Donald Trump a bel et bien remis la haine raciale à la mode.

LeBron James avait vu juste. Dans un tweet posté trois jours après les manifestations racistes de Charlottesville, qui ont coûté la vie à deux policiers et à une militante antiraciste, le basketteur américain, superstar de la NBA, écrivait : "Il y a toujours eu de la haine aux États-Unis. On le sait, mais Donald Trump l’a remise à la mode."

Depuis les déclarations ambiguës du président américain, qui ont laissé penser que les torts étaient partagés lors des altercations entre les néonazis et les contre-manifestants antiracistes, les Américains constatent avec effroi que le sentiment de gêne a bel et bien disparu chez les partisans de l’extrême droite. Ainsi, comme l’a relayé le site Mashable, des drapeaux nazis ont été repérés ces derniers jours devant plusieurs maisons.

Le 13 août dernier, soit le lendemain des émeutes de Charlottesville, Page Braswell, une habitante de la ville de Mount Holly (Caroline du Nord), a ainsi fait le buzz en postant sur les réseaux sociaux une vidéo dans laquelle elle se confrontait à son voisin, qui venait de mettre un drapeau nazi devant chez lui.

- "Hey ! Pourquoi est-ce que vous avez sorti un drapeau nazi ?", lui demande Page Braswell.

- "Qui êtes-vous ? Quel est votre problème ? Ne vous en préoccupez pas !", rétorque le propriétaire de la maison.

- "On est en Amérique ici, pas dans l’Allemagne nazie."

- "Montez dans votre voiture et foutez le camp d’ici ! Je sais que vous filmez, allez vous faire voir ! Vous habitez où ? Quel drapeau avez-vous devant chez vous ?"

- "J’ai un drapeau arc-en-ciel."

- "Et qu’est-ce que ça me dit sur vous ?"

- "Que je ne suis pas une nazie…"

- "Je ne suis pas un nazi non plus. C’est l’Amérique nazie ! […]"

L’élection de Donald Trump comme élément déclencheur

Certains Américains n’avaient cependant pas attendu les manifestations de Charlottesville pour sortir du bois.
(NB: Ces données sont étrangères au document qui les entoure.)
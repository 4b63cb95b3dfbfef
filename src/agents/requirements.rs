// src/agents/requirements.rs
//! Structured reading of a free-text request: search terms, target sites,
//! report format and result limits.

use regex::Regex;
use serde::Serialize;
use std::sync::OnceLock;

pub const DEFAULT_MAX_RESULTS: usize = 10;
pub const MAX_RESULTS_CAP: usize = 50;

#[derive(Debug, Clone, PartialEq, Serialize)]
pub struct SearchTerm {
    pub kind: TermKind,
    pub value: String,
    pub priority: u8,
}

#[derive(Debug, Clone, Copy, PartialEq, Eq, Serialize)]
#[serde(rename_all = "lowercase")]
pub enum TermKind {
    Role,
    Skill,
    Location,
    General,
}

#[derive(Debug, Clone, PartialEq, Serialize)]
pub struct TargetWebsite {
    pub name: String,
    pub url: String,
    pub priority: u8,
}

#[derive(Debug, Clone, Copy, PartialEq, Eq, Serialize)]
#[serde(rename_all = "lowercase")]
pub enum ReportKind {
    Markdown,
    Json,
    Csv,
}

#[derive(Debug, Clone, PartialEq, Serialize)]
pub struct ReportFormat {
    pub format_type: ReportKind,
    pub include_charts: bool,
    pub include_summary: bool,
}

impl Default for ReportFormat {
    fn default() -> Self {
        Self {
            format_type: ReportKind::Markdown,
            include_charts: true,
            include_summary: true,
        }
    }
}

#[derive(Debug, Clone, PartialEq, Serialize)]
pub struct ParsedRequest {
    pub search_terms: Vec<SearchTerm>,
    pub target_websites: Vec<TargetWebsite>,
    pub report_format: ReportFormat,
    pub max_results: usize,
    /// True only when the request named an explicit count
    pub max_results_explicit: bool,
    pub include_contact_info: bool,
}

const JOB_ROLES: &[&str] = &[
    "software engineer", "data scientist", "product manager", "designer",
    "marketing manager", "sales representative", "analyst", "developer",
    "architect", "consultant", "manager", "director", "vp", "ceo",
];

const SKILLS: &[&str] = &[
    "python", "javascript", "java", "react", "node.js", "sql", "aws",
    "machine learning", "ai", "data analysis", "project management",
    "agile", "scrum", "marketing", "sales", "design", "ui/ux",
];

const LOCATIONS: &[&str] = &[
    "san francisco", "new york", "london", "seattle", "austin", "boston",
    "chicago", "los angeles", "remote", "hybrid", "onsite",
];

const CONTACT_INDICATORS: &[&str] = &[
    "contact", "email", "phone", "reach out", "connect",
    "contact information", "contact details",
];

pub fn analyze(input: &str) -> ParsedRequest {
    let lower = input.to_lowercase();
    let (max_results, max_results_explicit) = match extract_max_results(&lower) {
        Some(n) => (n, true),
        None => (DEFAULT_MAX_RESULTS, false),
    };

    ParsedRequest {
        search_terms: extract_search_terms(input, &lower),
        target_websites: target_websites(&lower),
        report_format: report_format(&lower),
        max_results,
        max_results_explicit,
        include_contact_info: CONTACT_INDICATORS.iter().any(|w| lower.contains(w)),
    }
}

fn extract_search_terms(input: &str, lower: &str) -> Vec<SearchTerm> {
    let mut terms = Vec::new();
    let mut push = |dictionary: &[&str], kind: TermKind, priority: u8| {
        for word in dictionary.iter().filter(|w| lower.contains(*w)) {
            terms.push(SearchTerm {
                kind,
                value: word.to_string(),
                priority,
            });
        }
    };

    push(JOB_ROLES, TermKind::Role, 3);
    push(SKILLS, TermKind::Skill, 2);
    push(LOCATIONS, TermKind::Location, 4);

    if terms.is_empty() {
        terms.push(SearchTerm {
            kind: TermKind::General,
            value: input.to_string(),
            priority: 1,
        });
    }
    terms
}

fn target_websites(lower: &str) -> Vec<TargetWebsite> {
    let mut sites = vec![TargetWebsite {
        name: "LinkedIn".to_string(),
        url: "https://www.linkedin.com".to_string(),
        priority: 1,
    }];

    if ["indeed", "job board"].iter().any(|w| lower.contains(w)) {
        sites.push(TargetWebsite {
            name: "Indeed".to_string(),
            url: "https://www.indeed.com".to_string(),
            priority: 2,
        });
    }
    if ["glassdoor", "reviews"].iter().any(|w| lower.contains(w)) {
        sites.push(TargetWebsite {
            name: "Glassdoor".to_string(),
            url: "https://www.glassdoor.com".to_string(),
            priority: 3,
        });
    }
    sites
}

fn report_format(lower: &str) -> ReportFormat {
    let format_type = if lower.contains("json") {
        ReportKind::Json
    } else if lower.contains("csv") {
        ReportKind::Csv
    } else {
        ReportKind::Markdown
    };

    ReportFormat {
        format_type,
        include_charts: !(lower.contains("no charts") || lower.contains("without charts")),
        include_summary: !(lower.contains("no summary") || lower.contains("without summary")),
    }
}

fn extract_max_results(lower: &str) -> Option<usize> {
    static PATTERNS: OnceLock<Vec<Regex>> = OnceLock::new();
    let patterns = PATTERNS.get_or_init(|| {
        [
            r"(\d+)\s*(?:results?|profiles?|people)",
            r"find\s+(\d+)\s*",
            r"get\s+(\d+)\s*",
        ]
        .iter()
        .map(|p| Regex::new(p).expect("valid max results regex"))
        .collect()
    });

    patterns.iter().find_map(|re| {
        re.captures(lower)
            // Digit runs too long for usize are still a request for "many"
            .map(|caps| caps[1].parse::<usize>().unwrap_or(MAX_RESULTS_CAP))
            .map(|n| n.min(MAX_RESULTS_CAP))
    })
}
Depuis l’élection de Donald Trump en effet, nombreux sont les internautes à avoir pris en photo des drapeaux nazis ou des croix gammées devant des maisons américaines.

Il n’y a en effet rien d’illégal à avoir une croix gammée sur sa propriété aux États-Unis. Outre-Atlantique, la liberté d’expression, protégée par le premier amendement de la Constitution, est beaucoup plus poussée qu’en France. Chez nous, cette liberté exclut la diffamation à l’égard d’une personne ou d’un groupe, ainsi que des propos qui peuvent représenter une menace contre l’ordre public – ce qui n’est pas le cas aux États-Unis.